Importante frisar que essa variante além de infectar herbívoros também infecta outros animais domésticos (incluindo cães e gatos) e o Homem. Na área rural é constante a presença de morcegos hematófagos devido a presença de grande fonte de alimentação para essa espécie, representada principalmente pelos bovinos. A presença de morcegos em áreas urbanas deve-se principalmente às macromodificações ambientais, como desmatamentos e construções que alteram os ecossistemas ocasionando procura de novas fontes de alimentos.
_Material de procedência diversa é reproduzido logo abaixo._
use dioxus::prelude::*;
use fluent::FluentArgs;

use crate::components::app_navbar::ViewLink;
use crate::components::app_root::use_translator;
use crate::components::icon::{Icon, IconGlyph};
use crate::core::preferences::use_preferences;
use crate::core::routes::AppView;
use crate::core::timing;
use crate::i18n::{Locale, MessageKey};

const LINKEDIN_URL: &str = "https://www.linkedin.com/company/liahub";

#[component]
pub fn SiteFooter() -> Element {
    let t = use_translator();
    let mut prefs = use_preferences();
    let year = use_hook(timing::current_year);

    let mut copyright_args = FluentArgs::new();
    copyright_args.set("year", year);

    let email = t.text(MessageKey::FooterEmail);
    let phone = t.text(MessageKey::FooterPhone);
    let phone_href = format!("tel:{}", phone.replace(' ', ""));
    let theme_icon = if prefs.theme().is_dark() { Icon::Sun } else { Icon::Moon };

    let on_language = move |evt: FormEvent| match Locale::from_code(&evt.value()) {
        Some(locale) => prefs.set_locale(locale),
        None => tracing::warn!(value = %evt.value(), "unsupported language in footer picker"),
    };

    rsx! {
        footer { class: "footer",
            div { class: "footer__grid",
                div { class: "footer__column footer__company",
                    span { class: "footer__brand", {t.text(MessageKey::BrandName)} }
                    p { {t.text(MessageKey::FooterDescription)} }
                    span { class: "footer__badge",
                        IconGlyph { icon: Icon::Shield }
                        {t.text(MessageKey::FooterCompliance)}
                    }
                    span { class: "footer__org", {t.text(MessageKey::FooterOrgNumber)} }
                }

                nav { class: "footer__column",
                    h4 { {t.text(MessageKey::FooterNavigationHeading)} }
                    for view in AppView::ALL {
                        ViewLink { key: "{view.path()}", view, class: "footer__link",
                            {t.text(view.nav_label_key())}
                        }
                    }
                }

                div { class: "footer__column",
                    h4 { {t.text(MessageKey::FooterContactHeading)} }
                    ViewLink { view: AppView::RequestDemo, class: "footer__link",
                        IconGlyph { icon: Icon::MessageCircle }
                        {t.text(MessageKey::FooterDemo)}
                    }
                    a { class: "footer__link", href: "mailto:{email}",
                        IconGlyph { icon: Icon::Mail }
                        "{email}"
                    }
                    a { class: "footer__link", href: "{phone_href}",
                        IconGlyph { icon: Icon::Phone }
                        "{phone}"
                    }
                    a { class: "footer__link", href: LINKEDIN_URL, target: "_blank", rel: "noopener noreferrer",
                        IconGlyph { icon: Icon::Linkedin }
                        {t.text(MessageKey::FooterLinkedin)}
                    }
                }

                div { class: "footer__column footer__preferences",
                    label { r#for: "footer-language", {t.text(MessageKey::FooterLanguageHeading)} }
                    select {
                        id: "footer-language",
                        class: "footer__select",
                        value: "{prefs.locale().code()}",
                        onchange: on_language,
                        for locale in Locale::ALL {
                            option {
                                key: "{locale.code()}",
                                value: "{locale.code()}",
                                selected: locale == prefs.locale(),
                                "{locale.native_name()}"
                            }
                        }
                    }
                    button {
                        r#type: "button",
                        class: "button button--ghost footer__theme",
                        onclick: move |_| prefs.toggle_theme(),
                        IconGlyph { icon: theme_icon }
                        {t.text(MessageKey::FooterThemeToggle)}
                    }
                }
            }

            div { class: "footer__bottom",
                span { class: "footer__copyright", {t.text_with(MessageKey::FooterCopyright, &copyright_args)} }
                div { class: "footer__legal",
                    a { class: "footer__link", href: "#privacy", {t.text(MessageKey::FooterLegalPrivacy)} }
                    a { class: "footer__link", href: "#terms", {t.text(MessageKey::FooterLegalTerms)} }
                    a { class: "footer__link", href: "#cookies", {t.text(MessageKey::FooterLegalCookies)} }
                }
            }
        }
    }
}
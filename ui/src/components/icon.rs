use dioxus::prelude::*;

/// Inline stroke icons (24x24 grid, `currentColor`).
#[derive(Debug, Clone, Copy, PartialEq, Eq)]
pub enum Icon {
    ArrowRight,
    BarChart,
    Briefcase,
    Building,
    CheckCircle,
    ChevronDown,
    Clock,
    Globe,
    GraduationCap,
    Linkedin,
    Mail,
    MessageCircle,
    Moon,
    Phone,
    Search,
    Shield,
    Sparkles,
    Sun,
    TrendingUp,
    Users,
    Warning,
    Zap,
}

impl Icon {
    /// Path data; multi-segment icons use several `d` strings.
    fn paths(self) -> &'static [&'static str] {
        match self {
            Icon::ArrowRight => &["M5 12h14", "M12 5l7 7-7 7"],
            Icon::BarChart => &["M12 20V10", "M18 20V4", "M6 20v-4"],
            Icon::Briefcase => &[
                "M4 7h16a2 2 0 0 1 2 2v10a2 2 0 0 1-2 2H4a2 2 0 0 1-2-2V9a2 2 0 0 1 2-2z",
                "M16 21V5a2 2 0 0 0-2-2h-4a2 2 0 0 0-2 2v16",
            ],
            Icon::Building => &[
                "M6 22V4a2 2 0 0 1 2-2h8a2 2 0 0 1 2 2v18z",
                "M6 12H4a2 2 0 0 0-2 2v8h4",
                "M18 9h2a2 2 0 0 1 2 2v11h-4",
                "M10 6h4M10 10h4M10 14h4M10 18h4",
            ],
            Icon::CheckCircle => &["M22 11.08V12a10 10 0 1 1-5.93-9.14", "M22 4L12 14.01l-3-3"],
            Icon::ChevronDown => &["M6 9l6 6 6-6"],
            Icon::Clock => &["M12 22a10 10 0 1 0 0-20 10 10 0 0 0 0 20z", "M12 6v6l4 2"],
            Icon::Globe => &[
                "M12 22a10 10 0 1 0 0-20 10 10 0 0 0 0 20z",
                "M2 12h20",
                "M12 2a15.3 15.3 0 0 1 4 10 15.3 15.3 0 0 1-4 10 15.3 15.3 0 0 1-4-10 15.3 15.3 0 0 1 4-10z",
            ],
            Icon::GraduationCap => &["M22 10L12 5 2 10l10 5 10-5z", "M6 12v5c3 3 9 3 12 0v-5"],
            Icon::Linkedin => &[
                "M16 8a6 6 0 0 1 6 6v7h-4v-7a2 2 0 0 0-4 0v7h-4v-7a6 6 0 0 1 6-6z",
                "M2 9h4v12H2z",
                "M4 6a2 2 0 1 0 0-4 2 2 0 0 0 0 4z",
            ],
            Icon::Mail => &[
                "M4 4h16c1.1 0 2 .9 2 2v12c0 1.1-.9 2-2 2H4c-1.1 0-2-.9-2-2V6c0-1.1.9-2 2-2z",
                "M22 6l-10 7L2 6",
            ],
            Icon::MessageCircle => &[
                "M21 11.5a8.38 8.38 0 0 1-.9 3.8 8.5 8.5 0 0 1-7.6 4.7 8.38 8.38 0 0 1-3.8-.9L3 21l1.9-5.7a8.38 8.38 0 0 1-.9-3.8 8.5 8.5 0 0 1 4.7-7.6 8.38 8.38 0 0 1 3.8-.9h.5a8.48 8.48 0 0 1 8 8v.5z",
            ],
            Icon::Moon => &["M21 12.79A9 9 0 1 1 11.21 3 7 7 0 0 0 21 12.79z"],
            Icon::Phone => &[
                "M22 16.92v3a2 2 0 0 1-2.18 2 19.8 19.8 0 0 1-8.63-3.07 19.5 19.5 0 0 1-6-6A19.8 19.8 0 0 1 2.12 4.18 2 2 0 0 1 4.11 2h3a2 2 0 0 1 2 1.72c.13.96.36 1.9.7 2.81a2 2 0 0 1-.45 2.11L8.09 9.91a16 16 0 0 0 6 6l1.27-1.27a2 2 0 0 1 2.11-.45c.91.34 1.85.57 2.81.7A2 2 0 0 1 22 16.92z",
            ],
            Icon::Search => &["M11 19a8 8 0 1 0 0-16 8 8 0 0 0 0 16z", "M21 21l-4.35-4.35"],
            Icon::Shield => &["M12 22s8-4 8-10V5l-8-3-8 3v7c0 6 8 10 8 10z"],
            Icon::Sparkles => &[
                "M12 3l1.9 5.8L20 10.7l-6.1 1.9L12 18.5l-1.9-5.9L4 10.7l6.1-1.9z",
                "M5 3v4M3 5h4M19 17v4M17 19h4",
            ],
            Icon::Sun => &[
                "M12 17a5 5 0 1 0 0-10 5 5 0 0 0 0 10z",
                "M12 1v2M12 21v2M4.22 4.22l1.42 1.42M18.36 18.36l1.42 1.42M1 12h2M21 12h2M4.22 19.78l1.42-1.42M18.36 5.64l1.42-1.42",
            ],
            Icon::TrendingUp => &["M23 6l-9.5 9.5-5-5L1 18", "M17 6h6v6"],
            Icon::Users => &[
                "M17 21v-2a4 4 0 0 0-4-4H5a4 4 0 0 0-4 4v2",
                "M9 11a4 4 0 1 0 0-8 4 4 0 0 0 0 8z",
                "M23 21v-2a4 4 0 0 0-3-3.87M16 3.13a4 4 0 0 1 0 7.75",
            ],
            Icon::Warning => &[
                "M10.29 3.86L1.82 18a2 2 0 0 0 1.71 3h16.94a2 2 0 0 0 1.71-3L13.71 3.86a2 2 0 0 0-3.42 0z",
                "M12 9v4M12 17h.01",
            ],
            Icon::Zap => &["M13 2L3 14h9l-1 8 10-12h-9l1-8z"],
        }
    }
}

/// Accent colour of a card or badge. Maps to an `accent--*` modifier class.
#[derive(Debug, Clone, Copy, PartialEq, Eq)]
pub enum Accent {
    Blue,
    Green,
    Purple,
    Orange,
    Teal,
}

impl Accent {
    pub fn class(self) -> &'static str {
        match self {
            Accent::Blue => "accent--blue",
            Accent::Green => "accent--green",
            Accent::Purple => "accent--purple",
            Accent::Orange => "accent--orange",
            Accent::Teal => "accent--teal",
        }
    }
}

#[component]
pub fn IconGlyph(icon: Icon, #[props(default = "icon".to_string())] class: String) -> Element {
    rsx! {
        svg {
            class: "{class}",
            view_box: "0 0 24 24",
            fill: "none",
            stroke: "currentColor",
            stroke_width: "2",
            stroke_linecap: "round",
            stroke_linejoin: "round",
            "aria-hidden": "true",
            for d in icon.paths() {
                path { d: *d }
            }
        }
    }
}

#[cfg(test)]
mod tests {
    use super::*;

    #[test]
    fn every_icon_has_path_data() {
        let all = [
            Icon::ArrowRight,
            Icon::BarChart,
            Icon::Briefcase,
            Icon::Building,
            Icon::CheckCircle,
            Icon::ChevronDown,
            Icon::Clock,
            Icon::Globe,
            Icon::GraduationCap,
            Icon::Linkedin,
            Icon::Mail,
            Icon::MessageCircle,
            Icon::Moon,
            Icon::Phone,
            Icon::Search,
            Icon::Shield,
            Icon::Sparkles,
            Icon::Sun,
            Icon::TrendingUp,
            Icon::Users,
            Icon::Warning,
            Icon::Zap,
        ];
        for icon in all {
            let paths = icon.paths();
            assert!(!paths.is_empty(), "{icon:?}");
            assert!(paths.iter().all(|d| d.starts_with('M')), "{icon:?}");
        }
    }

    #[test]
    fn glyph_is_hidden_from_assistive_tech() {
        let html = dioxus::ssr::render_element(rsx! {
            IconGlyph { icon: Icon::Globe }
        });
        assert!(html.contains(r#"aria-hidden="true""#), "{html}");
        assert_eq!(html.matches("<path").count(), Icon::Globe.paths().len(), "{html}");
    }
}
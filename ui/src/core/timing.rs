//! Timer utilities for the submission lifecycle and the step carousel.
//!
//! Futures built here are plain sleeps; cancellation comes from the Dioxus
//! task that awaits them (dropped together with the owning component).

use std::time::Duration;

#[cfg(target_arch = "wasm32")]
pub async fn sleep(duration: Duration) {
    let millis = u32::try_from(duration.as_millis()).unwrap_or(u32::MAX);
    gloo_timers::future::TimeoutFuture::new(millis).await;
}

#[cfg(not(target_arch = "wasm32"))]
pub async fn sleep(duration: Duration) {
    tokio::time::sleep(duration).await;
}

/// Calendar year in UTC, for the footer copyright line.
pub fn current_year() -> i32 {
    time::OffsetDateTime::now_utc().year()
}

#[cfg(test)]
mod tests {
    use super::*;

    #[tokio::test(start_paused = true)]
    async fn sleep_waits_for_the_full_duration() {
        let start = tokio::time::Instant::now();
        sleep(Duration::from_secs(5)).await;
        assert!(start.elapsed() >= Duration::from_secs(5));
    }

    #[test]
    fn current_year_is_plausible() {
        assert!(current_year() >= 2024);
    }
}
#![cfg(test)]
/*!
Theme selector lint.

Checks that the selectors the shared components render against stay present in
`ui/assets/theme/main.css`. This is a substring check, not a CSS parser.

If a selector is renamed on purpose, update the component markup and
REQUIRED_SELECTORS together.
*/

const THEME_CSS: &str = include_str!(concat!(
    env!("CARGO_MANIFEST_DIR"),
    "/../ui/assets/theme/main.css"
));

const REQUIRED_SELECTORS: &[&str] = &[
    // Global / layout
    ":root",
    "[data-theme=\"dark\"]",
    "body {",
    ".app {",
    ".page {",
    ".icon {",
    // Buttons
    ".button {",
    ".button--primary",
    ".button--accent",
    ".button--ghost",
    // Accents
    ".accent--blue",
    ".accent--green",
    ".accent--purple",
    ".accent--orange",
    ".accent--teal",
    // Landing sections
    ".hero__headline",
    ".hero__scroll-hint",
    ".features__grid",
    ".feature-card",
    ".audiences__tab--active",
    ".audience-card",
    ".audience-card--open",
    ".how__step--active",
    ".how__panel",
    ".how__dot[data-active=\"true\"]",
    ".types__grid",
    ".type-card",
    // Pages
    ".page-lia__grid",
    ".page-demo__learn-more",
    ".page-not-found",
    // Demo form
    ".demo-form__field",
    ".demo-form__field--invalid",
    ".demo-form__error",
    ".demo-form__summary",
    ".demo-form__banner",
    ".demo-form__consent",
    ".demo-form__submit",
    ".demo-form--submitted",
    // Chrome
    ".floating-cta",
    ".floating-cta__button",
    ".footer__grid",
    ".footer__link",
    ".footer__select",
    ".footer__bottom",
    ".footer__legal",
    // Responsive block
    "@media (max-width: 720px)",
];

#[test]
fn unified_theme_contains_required_selectors() {
    let missing: Vec<&str> = REQUIRED_SELECTORS
        .iter()
        .copied()
        .filter(|sel| !THEME_CSS.contains(sel))
        .collect();

    if !missing.is_empty() {
        panic!(
            "Missing {} required CSS selectors/tokens in unified theme:\n{}",
            missing.len(),
            missing.join("\n")
        );
    }
}

#[test]
fn unified_theme_not_trivially_empty() {
    let non_ws_len = THEME_CSS.chars().filter(|c| !c.is_whitespace()).count();
    assert!(
        non_ws_len > 4_000,
        "Theme appears unexpectedly small ({non_ws_len} non-whitespace chars); \
         did the file get truncated or the path change?"
    );
}

#[test]
fn dark_block_overrides_every_surface_token() {
    let Some((_, dark)) = THEME_CSS.split_once("[data-theme=\"dark\"] {") else {
        panic!("dark token block missing");
    };
    let dark = dark.split('}').next().unwrap_or_default();
    for token in ["--color-bg:", "--color-surface:", "--color-text:", "--color-border:"] {
        assert!(dark.contains(token), "dark block does not override {token}");
    }
}
//! Named views of the site. Platform crates map these to their own router.

use crate::i18n::MessageKey;

#[derive(Debug, Clone, Copy, PartialEq, Eq, Hash)]
pub enum AppView {
    Home,
    WhatIsLia,
    RequestDemo,
}

impl AppView {
    /// Navbar order.
    pub const ALL: [AppView; 3] = [AppView::Home, AppView::WhatIsLia, AppView::RequestDemo];

    pub fn path(self) -> &'static str {
        match self {
            AppView::Home => "/",
            AppView::WhatIsLia => "/what-is-lia",
            AppView::RequestDemo => "/demo",
        }
    }

    /// Resolve a location path. Trailing slashes, query strings and
    /// fragments are ignored.
    pub fn from_path(path: &str) -> Option<Self> {
        let normalized = page_path(path);
        Self::ALL.into_iter().find(|view| view.path() == normalized)
    }

    pub fn nav_label_key(self) -> MessageKey {
        match self {
            AppView::Home => MessageKey::NavHome,
            AppView::WhatIsLia => MessageKey::NavWhatIsLia,
            AppView::RequestDemo => MessageKey::NavDemo,
        }
    }
}

/// The page part of a location: no query, no fragment, no trailing slash.
/// Two locations with the same page path show the same page.
pub fn page_path(path: &str) -> &str {
    let path = path.split(['?', '#']).next().unwrap_or_default();
    let trimmed = path.trim_end_matches('/');
    if trimmed.is_empty() {
        "/"
    } else {
        trimmed
    }
}

#[cfg(test)]
mod tests {
    use super::*;

    #[test]
    fn paths_round_trip() {
        for view in AppView::ALL {
            assert_eq!(AppView::from_path(view.path()), Some(view));
        }
    }

    #[test]
    fn paths_are_normalized() {
        assert_eq!(AppView::from_path(""), Some(AppView::Home));
        assert_eq!(AppView::from_path("/demo/"), Some(AppView::RequestDemo));
        assert_eq!(AppView::from_path("/what-is-lia?ref=nav"), Some(AppView::WhatIsLia));
        assert_eq!(AppView::from_path("/demo#form"), Some(AppView::RequestDemo));
    }

    #[test]
    fn unknown_paths_have_no_view() {
        assert_eq!(AppView::from_path("/pricing"), None);
        assert_eq!(AppView::from_path("/demo/extra"), None);
    }

    #[test]
    fn page_path_ignores_fragments_and_queries() {
        assert_eq!(page_path("/#features"), "/");
        assert_eq!(page_path("/demo?ref=hero"), "/demo");
        assert_eq!(page_path("/what-is-lia/"), "/what-is-lia");
        assert_eq!(page_path("/no/such/page"), "/no/such/page");
        assert_ne!(page_path("/demo"), page_path("/what-is-lia"));
    }
}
Importante ressaltar que morcegos insetívoros, frugivoros e outros, também podem ser transmissores da doença em questão, desde que contaminados.

No estado do Rio de Janeiro, desde 1985, não havia registro de casos de Raiva humana. Em 2006, houve óbito de um humano por Raiva, morador de São Jose do Vale do Rio Preto, que apresentou evidência de sinais neurológicos, (hemiplegia em membro superior direito), sialorréia e insuficiência respiratória, 20 dias após ter espantado um morcego com as mãos e consequentemente sido agredido pelo animal . Em janeiro de 2020, um adolescente, no meio rural de Angra dos Reis, chutou um morcego sendo mordido também. O rapaz recebeu soro antirrábico e a prescrição de vacinação , a qual não realizou, vindo a óbito.

Esse óbitos nos alertam para o papel cada vez mais relevante dos quirópteros na cadeia de transmissão da Raiva, representando um perigo que pode e deve ser controlado. No Brasil, nos últimos 5 anos foram reportados 22 casos de Raiva humana, sendo 10 no Pará , 4 em Minas Gerais, 1 no Paraná, e um no Rio de Janeiro. Em todos esses óbitos tivemos o morcego com animal agressor.

O felino doméstico foi o agressor nos casos de Santa Catarina e Brasília. A raposa foi responsável pelos casos no Maranhão e na Paraiba, enquanto o mico foi o agressor no Ceará e o bovino contaminou um humano em Minas Gerais. O esforço conjunto de médicos veterinários, médicos humanos, órgãos oficiais de pesquisa, secretarias de agricultura, saúde e meio ambiente, certamente são essenciais para a execução imediata de medidas de controle e profilaxia, impedindo que óbitos como esses continuem a acontecer.

A detecção da circulação da variante 3 (variante do morcego) em áreas urbanas, apresenta o risco e a possibilidade de que cães e gatos sejam infectados por esta variante através de morcegos, exigindo a continuidade da vacinação contra a Raiva, em cães e gatos, e demais espécies. Ressalta-se que em 2021,foi diagnosticado um cão com Raiva em Belford Roxo , RJ pela variante 3.

Existem paises onde não existe a ocorrência da Raiva em humanos e nos animais?

Leda: Atualmente, esta zoonose encontra-se erradicada em algumas ilhas tais como Japão, Reino Unido, Havaí e algumas ilhas do Pacífico.

OBSERVAÇÃO:
Amostras de morcego ou de qualquer outra espécie animal podem ser encaminhadas para o CEPGM – Alameda São Boaventura 770 , Fonseca – Niterói e poderão ser enviados através dos Órgãos de Defesa Agropecuária da Secretaria de Agricultura, da Secretaria de Saúde ou particularmente.